The nervous system issues motor commands to muscles to generate behavior. All such commands must, however, pass through a filter that we call here the neuromuscular transform (NMT). The NMT transforms patterns of motor neuron firing to muscle contractions. This work is motivated by the fact that the NMT is far from being a straightforward, transparent link between motor neuron and muscle. The NMT is a dynamic, nonlinear, and modifiable filter. Consequently motor neuron firing translates to muscle contraction in a complex way. This complexity must be taken into account by the nervous system when issuing its motor commands, as well as by us when assessing their significance.
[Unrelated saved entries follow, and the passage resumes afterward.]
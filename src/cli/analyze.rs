//! Analyze command - per-text report over a corpus

use super::emit;
use crate::config::UserConfig;
use crate::corpus::load_past_texts;
use crate::nlp::DefaultTextMetrics;
use crate::report::CorpusReport;
use crate::reporters::{self, OutputFormat};
use anyhow::{Context, Result};
use std::path::{Path, PathBuf};
use tracing::info;

/// Run the analyze command
pub fn run(
    config: &UserConfig,
    files: &[PathBuf],
    corpus: &Path,
    format: OutputFormat,
    output: Option<&Path>,
) -> Result<()> {
    let texts = collect_texts(files, corpus)?;
    let pipeline_config = config.pipeline_config()?;
    let metrics = DefaultTextMetrics::new(pipeline_config.weak_spans.clone());

    let report = CorpusReport::build(&texts, &metrics, pipeline_config.top_k);
    info!(
        "Analyzed {} texts, {} corpus topics",
        report.results.len(),
        report.corpus_summary.topics.len()
    );

    let rendered = reporters::render_corpus(&report, format)?;
    emit(&rendered, output, format)
}

/// Corpus texts followed by the given files, in argument order
fn collect_texts(files: &[PathBuf], corpus: &Path) -> Result<Vec<String>> {
    let mut texts = load_past_texts(corpus)?;
    for file in files {
        let text = std::fs::read_to_string(file)
            .with_context(|| format!("Failed to read {}", file.display()))?;
        texts.push(text);
    }
    Ok(texts)
}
This is the first of three papers in which we consider the properties and the functional role of the NMT. Physiologically, the motor neuron-muscle link comprises multiple steps of presynaptic and postsynaptic Ca(2+) elevation, transmitter release, and activation of the contractile machinery. The NMT formalizes all these into an overall input-output relation between patterns of motor neuron firing and shapes of muscle contractions. We develop here an analytic framework, essentially an elementary dynamical systems approach, with which we can study the global properties of the transformation. We analyze the principles that determine how different firing patterns are transformed to contractions, and different parameters of the former to parameters of the latter. The key properties of the NMT are its nonlinearity and its time dependence, relative to the time scale of the firing pattern. We then discuss issues of neuromuscular prediction, control, and coding. Does the firing pattern contain a code by means of which particular parameters of motor neuron firing control particular parameters of muscle contraction? What information must the motor neuron, and the nervous system generally, have about the periphery to be able to control it effectively? We focus here particularly on cyclical, rhythmic contractions which reveal the principles particularly clearly. Where possible, we illustrate the principles in an experimentally advantageous model system, the accessory radula closer (ARC)-opener neuromuscular system of Aplysia. In the following papers, we use the framework developed here to examine how the properties of the NMT govern functional performance in different rhythmic behaviors that the nervous system may command.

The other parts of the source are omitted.